The underwater cave microbial community
The cave system is a network of over 900 miles of connected caves that contain a mix of freshwater and saltwater. The Yucatán Peninsula is a giant limestone platform, Osburn said. "When you have a land surface that's built of a porous and dissolvable rock, you end up with caves," she said.
The system has isolated reservoirs, dark pits, and sections exposed to the sun. It took a team of scientists, including half a dozen divers, to collect the samples and sequence the microbes' DNA.
After taking 78 samples from a dozen sites, they found different niches with different organisms. Caves flooded with coastal seawater had different microbes than The Pit, a deep cenote exposed to the surface, for example.
The interesting part was that different types of organisms in different environments were all performing similar functions.
"We found that often the ecological roles were being performed by different organisms in different sites, but those roles were always being performed," Osburn said. These functions help balance the environment's microbiome.
Preserving a critical water source for millions
Osburn hopes future samples will allow them to sequence more of the microbes' genes to learn more about their specific functions within these communities.

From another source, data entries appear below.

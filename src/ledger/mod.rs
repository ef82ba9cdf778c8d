use crate::clock::Clock;
use crate::constants::MS_PER_SEC;
use crate::error::AppError;
use crate::models::UsageData;
use crate::store::{Store, StoreKey};
use log::debug;
use std::sync::Arc;

/// Accumulates time spent and visits per domain into the daily ledger.
#[derive(Clone)]
pub struct UsageLedger {
    store: Store,
    clock: Arc<dyn Clock>,
    retention_days: usize,
}

impl UsageLedger {
    pub fn new(store: Store, retention_days: usize) -> Self {
        let clock = Arc::clone(store.clock());
        Self {
            store,
            clock,
            retention_days,
        }
    }

    /// Credit the time since `old_start` to `old_domain` and count a visit to
    /// `new_domain` when it differs from `old_domain`.
    ///
    /// Elapsed time is rounded to whole seconds and only positive values are
    /// recorded. Days beyond the retention window are evicted before saving.
    pub fn accumulate(
        &self,
        old_domain: Option<&str>,
        old_start: Option<i64>,
        new_domain: Option<&str>,
    ) -> Result<(), AppError> {
        if old_domain.is_none() && new_domain.is_none() {
            return Ok(());
        }

        let today = self.clock.today();
        let now = self.clock.now_millis();

        self.store.update(StoreKey::UsageData, |usage: &mut UsageData| {
            if let (Some(domain), Some(start)) = (old_domain, old_start) {
                let elapsed = elapsed_secs(start, now);
                if let Ok(secs @ 1..) = u64::try_from(elapsed) {
                    usage.add_time(&today, domain, secs);
                    debug!("Credited {secs}s to {domain} on {today}");
                }
            }

            if let Some(domain) = new_domain {
                if new_domain != old_domain {
                    usage.record_visit(&today, domain);
                }
            }

            for date in usage.prune(self.retention_days) {
                debug!("Evicted usage for {date}");
            }
        })
    }

    pub fn usage(&self) -> Result<UsageData, AppError> {
        UsageData::load(&self.store)
    }
}

/// Whole seconds between two instants, rounding halves up.
fn elapsed_secs(start_ms: i64, now_ms: i64) -> i64 {
    (now_ms.saturating_sub(start_ms) + MS_PER_SEC / 2).div_euclid(MS_PER_SEC)
}
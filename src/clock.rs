//! Time source used by the ledger, block registry and tracker.
//!
//! Everything that compares against "now" goes through [`Clock`] so expiry and
//! elapsed-time logic can be driven deterministically in tests.

use chrono::Local;
use std::sync::atomic::{AtomicI64, Ordering};
use std::sync::Mutex;

/// Source of the current instant and the current local calendar day.
pub trait Clock: Send + Sync {
    /// Milliseconds since the Unix epoch.
    fn now_millis(&self) -> i64;

    /// Local date as `YYYY-MM-DD`.
    fn today(&self) -> String;
}

/// Wall clock in the user's local time zone.
#[derive(Debug, Default, Clone, Copy)]
pub struct SystemClock;

impl Clock for SystemClock {
    fn now_millis(&self) -> i64 {
        Local::now().timestamp_millis()
    }

    fn today(&self) -> String {
        Local::now().format("%Y-%m-%d").to_string()
    }
}

/// Clock that only moves when told to.
#[derive(Debug)]
pub struct ManualClock {
    now_ms: AtomicI64,
    date: Mutex<String>,
}

impl ManualClock {
    pub fn new(now_ms: i64, date: &str) -> Self {
        Self {
            now_ms: AtomicI64::new(now_ms),
            date: Mutex::new(date.to_string()),
        }
    }

    pub fn advance_secs(&self, secs: i64) {
        self.advance_millis(secs.saturating_mul(1000));
    }

    pub fn advance_millis(&self, ms: i64) {
        self.now_ms.fetch_add(ms, Ordering::SeqCst);
    }

    pub fn set_millis(&self, ms: i64) {
        self.now_ms.store(ms, Ordering::SeqCst);
    }

    pub fn set_date(&self, date: &str) {
        let mut guard = self.date.lock().unwrap_or_else(std::sync::PoisonError::into_inner);
        *guard = date.to_string();
    }
}

impl Clock for ManualClock {
    fn now_millis(&self) -> i64 {
        self.now_ms.load(Ordering::SeqCst)
    }

    fn today(&self) -> String {
        self.date
            .lock()
            .unwrap_or_else(std::sync::PoisonError::into_inner)
            .clone()
    }
}
use crate::clock::Clock;
use crate::constants::MS_PER_MINUTE;
use crate::error::AppError;
use crate::models::{BlockStatus, PermanentBlocklist, TempBlocklist, TimedBlock, ViolationKind};
use crate::store::{Store, StoreKey};
use crate::validation::validate_duration_minutes;
use log::{debug, info};
use std::sync::Arc;

/// Permanent and temporary site blocks.
///
/// Permanent blocks always win over temporary ones. Temporary blocks are
/// removed lazily: an expired entry stays in storage until the next
/// [`BlockRegistry::is_blocked`] lookup for that domain.
#[derive(Clone)]
pub struct BlockRegistry {
    store: Store,
    clock: Arc<dyn Clock>,
}

impl BlockRegistry {
    pub fn new(store: Store) -> Self {
        let clock = Arc::clone(store.clock());
        Self { store, clock }
    }

    fn expiry_after(&self, duration_minutes: i64) -> Result<i64, AppError> {
        let minutes = validate_duration_minutes(duration_minutes)?;
        Ok(self
            .clock
            .now_millis()
            .saturating_add(minutes.saturating_mul(MS_PER_MINUTE)))
    }

    /// Block `domain` for `duration_minutes`. Returns the expiry instant.
    ///
    /// Also records the expiry as the focus session end time.
    pub fn add_temporary_block(&self, domain: &str, duration_minutes: i64) -> Result<i64, AppError> {
        self.start_focus_session(&[domain.to_string()], duration_minutes)
    }

    /// Block every domain until the same expiry, in one write. Returns the expiry.
    pub fn start_focus_session(&self, domains: &[String], duration_minutes: i64) -> Result<i64, AppError> {
        let expires_at = self.expiry_after(duration_minutes)?;

        self.store.transaction(|txn| {
            let mut blocks: TempBlocklist = txn.get_or_default(StoreKey::TempBlocklist)?;
            for domain in domains {
                blocks.insert(domain, expires_at);
            }
            txn.set(StoreKey::TempBlocklist, &blocks)?;
            txn.set(StoreKey::FocusSessionEndTime, &expires_at)
        })?;

        info!(
            "Timed block on {} domain(s) until {expires_at}",
            domains.len()
        );
        Ok(expires_at)
    }

    /// Remove a temporary block. Returns false if there was none.
    pub fn cancel_temporary_block(&self, domain: &str) -> Result<bool, AppError> {
        self.store.transaction(|txn| {
            let mut blocks: TempBlocklist = txn.get_or_default(StoreKey::TempBlocklist)?;
            if !blocks.remove(domain) {
                return Ok(false);
            }
            txn.set(StoreKey::TempBlocklist, &blocks)?;
            info!("Cancelled timed block on {domain}");
            Ok(true)
        })
    }

    /// Add a permanent block. Adding an existing domain is not an error.
    pub fn add_permanent_block(&self, domain: &str) -> Result<(), AppError> {
        let added = self
            .store
            .update(StoreKey::PermanentBlocklist, |list: &mut PermanentBlocklist| {
                list.insert(domain)
            })?;
        if added {
            info!("Permanently blocked {domain}");
        }
        Ok(())
    }

    pub fn remove_permanent_block(&self, domain: &str) -> Result<bool, AppError> {
        let removed = self
            .store
            .update(StoreKey::PermanentBlocklist, |list: &mut PermanentBlocklist| {
                list.remove(domain)
            })?;
        if removed {
            info!("Removed permanent block on {domain}");
        }
        Ok(removed)
    }

    /// Check whether navigating to `domain` is blocked right now.
    ///
    /// An expired temporary entry is deleted as a side effect.
    pub fn is_blocked(&self, domain: &str) -> Result<BlockStatus, AppError> {
        let now = self.clock.now_millis();

        self.store.transaction(|txn| {
            let permanent: PermanentBlocklist = txn.get_or_default(StoreKey::PermanentBlocklist)?;
            if permanent.contains(domain) {
                return Ok(BlockStatus::Blocked(ViolationKind::PermanentViolation));
            }

            let mut temp: TempBlocklist = txn.get_or_default(StoreKey::TempBlocklist)?;
            match temp.expiry(domain) {
                Some(expires_at) if now < expires_at => {
                    Ok(BlockStatus::Blocked(ViolationKind::TimedViolation))
                }
                Some(_) => {
                    temp.remove(domain);
                    txn.set(StoreKey::TempBlocklist, &temp)?;
                    debug!("Timed block on {domain} expired, removed");
                    Ok(BlockStatus::NotBlocked)
                }
                None => Ok(BlockStatus::NotBlocked),
            }
        })
    }

    pub fn permanent_blocks(&self) -> Result<Vec<String>, AppError> {
        let list: PermanentBlocklist = self.store.get_or_default(StoreKey::PermanentBlocklist)?;
        Ok(list.domains().to_vec())
    }

    /// Temporary blocks still in force, soonest expiry first.
    pub fn active_timed_blocks(&self) -> Result<Vec<TimedBlock>, AppError> {
        let temp: TempBlocklist = self.store.get_or_default(StoreKey::TempBlocklist)?;
        Ok(temp.active(self.clock.now_millis()))
    }

    /// End of the most recently started timed block or focus session.
    pub fn focus_session_end_time(&self) -> Result<Option<i64>, AppError> {
        self.store.get(StoreKey::FocusSessionEndTime)
    }
}
use crate::error::AppError;
use crate::store::{Store, StoreKey};
use serde::{Deserialize, Serialize};

/// Why a navigation was refused.
#[derive(Debug, Clone, Copy, PartialEq, Eq, Serialize, Deserialize)]
#[serde(rename_all = "camelCase")]
pub enum ViolationKind {
    PermanentViolation,
    TimedViolation,
}

#[derive(Debug, Clone, PartialEq, Eq, Serialize, Deserialize)]
pub struct ViolationLogEntry {
    pub domain: String,
    /// Epoch milliseconds
    pub timestamp: i64,
    #[serde(rename = "type")]
    pub kind: ViolationKind,
}

/// The `violationLogs` sequence, newest entry first.
#[derive(Debug, Clone, Default, PartialEq, Eq, Serialize, Deserialize)]
#[serde(transparent)]
pub struct ViolationLog(Vec<ViolationLogEntry>);

impl ViolationLog {
    pub fn load(store: &Store) -> Result<Self, AppError> {
        store.get_or_default(StoreKey::ViolationLogs)
    }

    /// Prepend `entry` to the stored log, keeping at most `cap` entries.
    pub fn append(store: &Store, entry: ViolationLogEntry, cap: usize) -> Result<(), AppError> {
        store.update(StoreKey::ViolationLogs, |log: &mut ViolationLog| {
            log.push_front(entry, cap);
        })
    }

    pub fn push_front(&mut self, entry: ViolationLogEntry, cap: usize) {
        self.0.insert(0, entry);
        self.0.truncate(cap);
    }

    pub fn entries(&self) -> &[ViolationLogEntry] {
        &self.0
    }

    pub fn len(&self) -> usize {
        self.0.len()
    }

    pub fn is_empty(&self) -> bool {
        self.0.is_empty()
    }
}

One consistent bacteria showed up all over the place. Comamonadaceae were found in several locations, playing different roles and teaming up with various microbes. "That one had different partners depending on which cave system you were in," Osburn said.
That could mean Comamonadaceae bacteria function as a "keystone species" whose presence is fundamental to the health of the ecosystem, the authors wrote in the study.
"What happens in these underground river systems is directly important to the drinking water of the populations that live above."
For example, she noted that a planned train system from Cancún to the Yucatán Peninsula could affect the cave system. One concern is that diesel could leak into cenotes, Reuters reported. "Groundwater contamination is always a concern," Osburn said.
The introduction of any type of new substance, like diesel, or organic matter, like human waste, can influence a microbial community, Osburn said.
"That organic matter is going to be oxidized, either with oxygen or with things like sulfate or nitrate," she said. "The end product of those are things like ammonia and things like sulfide or organic nitrogen compounds."
All of those pollute drinking water.
Chemicals from medication, drugs, shampoo, and other sources have been showing up in the aquifer, a 2011 study found. As digital nomads flock to the peninsula, the contamination will likely get worse.
The potential for contamination is a problem anywhere there are caves, Osburn said. In Kentucky, she said, where she's done a lot of caving, people once treated sinkholes like landfills — throwing in everything, even the kitchen sink.
After a big storm, Osburn said, "The underground rivers flood, and then you find washing machines in caves because they don't just go away when you put them in the sinkhole."